__Exercise goal__
Your job is to return every line in the data holding the string "closed".

Source records

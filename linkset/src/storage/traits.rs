//! Trait definitions for the store collaborator

use async_trait::async_trait;
use serde_json::Value;
use std::fmt::Debug;

use crate::query::QueryRequest;
use crate::storage::errors::StorageError;
use crate::storage::models::{QueryResults, ResourceRecord};

/// Record store used to persist edges and to read the resources they join.
///
/// Paths have the form `<container>/<id>`; containers may be nested
/// (`managed/user`, `repo/relationships`).
#[async_trait]
pub trait ResourceStore: Send + Sync + Debug {
    /// Create a record in `container`; the store assigns an id when `id` is `None`
    async fn create(
        &self,
        container: &str,
        id: Option<&str>,
        content: Value,
    ) -> std::result::Result<ResourceRecord, StorageError>;

    /// Read the record at `path`
    async fn read(&self, path: &str) -> std::result::Result<ResourceRecord, StorageError>;

    /// Replace the content of the record at `path`.
    ///
    /// Fails with [`StorageError::PreconditionFailed`] when `expected_revision`
    /// is given and does not match the stored revision.
    async fn update(
        &self,
        path: &str,
        expected_revision: Option<&str>,
        content: Value,
    ) -> std::result::Result<ResourceRecord, StorageError>;

    /// Delete the record at `path`, returning its last state
    async fn delete(
        &self,
        path: &str,
        expected_revision: Option<&str>,
    ) -> std::result::Result<ResourceRecord, StorageError>;

    /// Query the records of `container`
    async fn query(
        &self,
        container: &str,
        request: &QueryRequest,
    ) -> std::result::Result<QueryResults, StorageError>;
}
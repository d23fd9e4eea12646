//! Relationship fields persisted as edge records
//!
//! Each relationship between two managed resources is one edge record in
//! the relationship container. The providers in this module translate
//! between the edges and the field values clients read and write:
//!
//! - [`CollectionRelationshipProvider`] for fields holding an array of
//!   references
//! - [`SingletonRelationshipProvider`] for fields holding at most one
//!
//! [`new_provider`] picks the right one for a field descriptor.

pub mod activity;
pub mod collection;
pub mod edges;
pub mod filter;
pub mod identity;
pub mod locks;
pub(crate) mod measure;
pub mod provider;
pub mod reference;
pub mod singleton;
pub mod validator;

pub use activity::{ActivityLogger, ActivityStatus, NoopActivityLogger, TracingActivityLogger};
pub use collection::CollectionRelationshipProvider;
pub use edges::EdgeOperations;
pub use filter::{as_relationship_query_filter, transform_field};
pub use identity::RelationshipIdentity;
pub use locks::OwnerLocks;
pub use provider::RelationshipProvider;
pub use reference::RelationshipReference;
pub use singleton::SingletonRelationshipProvider;
pub use validator::RelationshipValidator;

use std::sync::Arc;
use tracing::info;

use crate::config::RelationshipConfig;
use crate::schema::{Cardinality, SchemaField};
use crate::storage::traits::ResourceStore;
use crate::{LinksetError, Result};

/// Build the provider for `field` on resources under `resource_container`
pub fn new_provider(
    resource_container: &str,
    field: SchemaField,
    store: Arc<dyn ResourceStore>,
    validator: RelationshipValidator,
    config: &RelationshipConfig,
    activity: Arc<dyn ActivityLogger>,
) -> Result<Arc<dyn RelationshipProvider>> {
    field.check().map_err(|e| {
        LinksetError::Configuration(format!(
            "Invalid relationship field '{}' on {}: {}",
            field.name, resource_container, e
        ))
    })?;

    info!(
        "Creating {:?} relationship provider for {} field {} (reverse: {})",
        field.cardinality, resource_container, field.name, field.is_reverse_relationship
    );

    let provider: Arc<dyn RelationshipProvider> = match field.cardinality {
        Cardinality::Collection => Arc::new(CollectionRelationshipProvider::new(
            resource_container,
            field,
            store,
            validator,
            config,
            activity,
        )),
        Cardinality::Single => Arc::new(SingletonRelationshipProvider::new(
            resource_container,
            field,
            store,
            validator,
            config,
        )),
    };
    Ok(provider)
}
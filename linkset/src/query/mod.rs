//! Query model shared by clients and the store collaborator
//!
//! - [`JsonPointer`]: field addresses in client and store documents
//! - [`QueryFilter`]: filter trees, generic over their field type
//! - [`QueryRequest`] / [`QueryResponse`]: paging, sorting and query ids

pub mod filter;
pub mod parser;
pub mod pointer;
pub mod request;

pub use filter::{ComparisonOperator, QueryFilter};
pub use parser::FilterParseError;
pub use pointer::JsonPointer;
pub use request::{
    QUERY_ALL, QUERY_ALL_IDS, QueryRequest, QueryResponse, SortKey, TotalPagedResultsPolicy,
};
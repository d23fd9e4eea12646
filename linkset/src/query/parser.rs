//! Parser for textual filter expressions
//!
//! Grammar (keywords are case-insensitive):
//!
//! ```text
//! expr    := and ("or" and)*
//! and     := unary ("and" unary)*
//! unary   := "!" unary | "(" expr ")" | "true" | "false" | leaf
//! leaf    := pointer "pr" | pointer op value
//! op      := "eq" | "co" | "sw" | "gt" | "ge" | "lt" | "le"
//! value   := string | number | "true" | "false" | "null"
//! ```
//!
//! Strings use JSON double-quote syntax; single quotes are accepted too.

use super::filter::{ComparisonOperator, QueryFilter};
use super::pointer::JsonPointer;
use serde_json::Value;

/// Error raised for a malformed filter expression
#[derive(Debug, Clone, PartialEq, Eq, thiserror::Error)]
#[error("Invalid filter expression at offset {position}: {message}")]
pub struct FilterParseError {
    /// Byte offset into the expression
    pub position: usize,
    pub message: String,
}

impl FilterParseError {
    fn new(position: usize, message: impl Into<String>) -> Self {
        Self {
            position,
            message: message.into(),
        }
    }
}

#[derive(Debug, Clone, PartialEq)]
enum Token {
    LeftParen,
    RightParen,
    Bang,
    Word(String),
    Quoted(String),
}

fn tokenize(input: &str) -> Result<Vec<(usize, Token)>, FilterParseError> {
    let mut tokens = Vec::new();
    let mut chars = input.char_indices().peekable();

    while let Some(&(start, c)) = chars.peek() {
        match c {
            c if c.is_whitespace() => {
                chars.next();
            }
            '(' => {
                chars.next();
                tokens.push((start, Token::LeftParen));
            }
            ')' => {
                chars.next();
                tokens.push((start, Token::RightParen));
            }
            '!' => {
                chars.next();
                tokens.push((start, Token::Bang));
            }
            '"' | '\'' => {
                let quote = c;
                chars.next();
                let mut raw = String::new();
                let mut closed = false;
                while let Some((_, c)) = chars.next() {
                    match c {
                        '\\' => match chars.next() {
                            Some((_, '\'')) => raw.push('\''),
                            Some((_, escaped)) => {
                                raw.push('\\');
                                raw.push(escaped);
                            }
                            None => raw.push('\\'),
                        },
                        c if c == quote => {
                            closed = true;
                            break;
                        }
                        '"' => raw.push_str("\\\""),
                        c => raw.push(c),
                    }
                }
                if !closed {
                    return Err(FilterParseError::new(start, "unterminated string literal"));
                }
                let value: String = serde_json::from_str(&format!("\"{}\"", raw))
                    .map_err(|e| FilterParseError::new(start, format!("invalid string: {}", e)))?;
                tokens.push((start, Token::Quoted(value)));
            }
            _ => {
                let mut word = String::new();
                while let Some(&(_, c)) = chars.peek() {
                    if c.is_whitespace() || c == '(' || c == ')' {
                        break;
                    }
                    word.push(c);
                    chars.next();
                }
                tokens.push((start, Token::Word(word)));
            }
        }
    }

    Ok(tokens)
}

struct Parser {
    tokens: Vec<(usize, Token)>,
    index: usize,
    end: usize,
}

impl Parser {
    fn peek(&self) -> Option<&Token> {
        self.tokens.get(self.index).map(|(_, token)| token)
    }

    fn position(&self) -> usize {
        self.tokens
            .get(self.index)
            .map(|(position, _)| *position)
            .unwrap_or(self.end)
    }

    fn next(&mut self) -> Option<Token> {
        let token = self.tokens.get(self.index).map(|(_, token)| token.clone());
        self.index += 1;
        token
    }

    fn peek_keyword(&self, keyword: &str) -> bool {
        matches!(self.peek(), Some(Token::Word(word)) if word.eq_ignore_ascii_case(keyword))
    }

    fn parse_or(&mut self) -> Result<QueryFilter<JsonPointer>, FilterParseError> {
        let mut filters = vec![self.parse_and()?];
        while self.peek_keyword("or") {
            self.next();
            filters.push(self.parse_and()?);
        }
        Ok(collapse(filters, QueryFilter::Or))
    }

    fn parse_and(&mut self) -> Result<QueryFilter<JsonPointer>, FilterParseError> {
        let mut filters = vec![self.parse_unary()?];
        while self.peek_keyword("and") {
            self.next();
            filters.push(self.parse_unary()?);
        }
        Ok(collapse(filters, QueryFilter::And))
    }

    fn parse_unary(&mut self) -> Result<QueryFilter<JsonPointer>, FilterParseError> {
        let position = self.position();
        match self.next() {
            Some(Token::Bang) => Ok(QueryFilter::not(self.parse_unary()?)),
            Some(Token::LeftParen) => {
                let inner = self.parse_or()?;
                match self.next() {
                    Some(Token::RightParen) => Ok(inner),
                    _ => Err(FilterParseError::new(self.position(), "expected ')'")),
                }
            }
            Some(Token::Word(word)) if word.eq_ignore_ascii_case("true") => {
                Ok(QueryFilter::Boolean(true))
            }
            Some(Token::Word(word)) if word.eq_ignore_ascii_case("false") => {
                Ok(QueryFilter::Boolean(false))
            }
            Some(Token::Word(word)) => self.parse_leaf(JsonPointer::new(&word)),
            Some(token) => Err(FilterParseError::new(
                position,
                format!("unexpected token {:?}", token),
            )),
            None => Err(FilterParseError::new(position, "unexpected end of expression")),
        }
    }

    fn parse_leaf(&mut self, field: JsonPointer) -> Result<QueryFilter<JsonPointer>, FilterParseError> {
        let position = self.position();
        let operator = match self.next() {
            Some(Token::Word(word)) if word.eq_ignore_ascii_case("pr") => {
                return Ok(QueryFilter::present(field));
            }
            Some(Token::Word(word)) => ComparisonOperator::from_keyword(&word).ok_or_else(|| {
                FilterParseError::new(position, format!("unknown operator '{}'", word))
            })?,
            _ => return Err(FilterParseError::new(position, "expected operator")),
        };

        let position = self.position();
        let value = match self.next() {
            Some(Token::Quoted(text)) => Value::String(text),
            Some(Token::Word(word)) => parse_literal(&word)
                .ok_or_else(|| FilterParseError::new(position, format!("invalid value '{}'", word)))?,
            _ => return Err(FilterParseError::new(position, "expected value")),
        };

        Ok(QueryFilter::comparison(field, operator, value))
    }
}

fn parse_literal(word: &str) -> Option<Value> {
    match word {
        "true" => Some(Value::Bool(true)),
        "false" => Some(Value::Bool(false)),
        "null" => Some(Value::Null),
        _ => match serde_json::from_str::<Value>(word) {
            Ok(number @ Value::Number(_)) => Some(number),
            _ => None,
        },
    }
}

fn collapse(
    mut filters: Vec<QueryFilter<JsonPointer>>,
    combine: fn(Vec<QueryFilter<JsonPointer>>) -> QueryFilter<JsonPointer>,
) -> QueryFilter<JsonPointer> {
    if filters.len() == 1 {
        filters.remove(0)
    } else {
        combine(filters)
    }
}

impl QueryFilter<JsonPointer> {
    /// Parse a filter expression such as
    /// `/_ref eq "managed/role/1" and /_refProperties/grantType pr`
    pub fn parse(expression: &str) -> Result<Self, FilterParseError> {
        let tokens = tokenize(expression)?;
        if tokens.is_empty() {
            return Err(FilterParseError::new(0, "empty filter expression"));
        }

        let mut parser = Parser {
            tokens,
            index: 0,
            end: expression.len(),
        };
        let filter = parser.parse_or()?;
        if parser.peek().is_some() {
            return Err(FilterParseError::new(
                parser.position(),
                "unexpected trailing input",
            ));
        }
        Ok(filter)
    }
}
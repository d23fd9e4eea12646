//! Store collaborator abstractions
//!
//! Edges and the resources they join live in a record store reached through
//! the [`ResourceStore`] trait. This module defines that trait, the records
//! it exchanges and its error type.
//!
//! ## Implementations
//!
//! - **Memory**: [`MemoryResourceStore`], an in-memory store for testing and
//!   embedding. It has no persistence and no indexes.

pub mod errors;
pub mod memory;
pub mod models;
pub mod traits;

pub use errors::{StorageError, StorageResult};
pub use memory::MemoryResourceStore;
pub use models::{EdgeRecord, QueryResults, ResourceRecord};
pub use traits::ResourceStore;
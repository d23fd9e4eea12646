//! Configuration validation utilities.

use super::ConfigError;
use super::models::*;

/// Validate the entire configuration.
pub fn validate_config(config: &LinksetConfig) -> Result<(), ConfigError> {
    validate_relationship_config(&config.relationships)?;

    Ok(())
}

/// Validate relationship engine configuration.
fn validate_relationship_config(config: &RelationshipConfig) -> Result<(), ConfigError> {
    if config.repository_path.trim().is_empty() {
        return Err(ConfigError::ValidationError(
            "Relationship repository path cannot be empty".to_string(),
        ));
    }

    if config.repository_path.ends_with('/') {
        return Err(ConfigError::ValidationError(format!(
            "Relationship repository path '{}' must not end with '/'",
            config.repository_path
        )));
    }

    if config.max_concurrent_operations == 0 {
        return Err(ConfigError::ValidationError(
            "max_concurrent_operations must be at least 1".to_string(),
        ));
    }

    Ok(())
}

__Exercise solution__
                let mut closed = false;
                            closed = true;
                if !closed {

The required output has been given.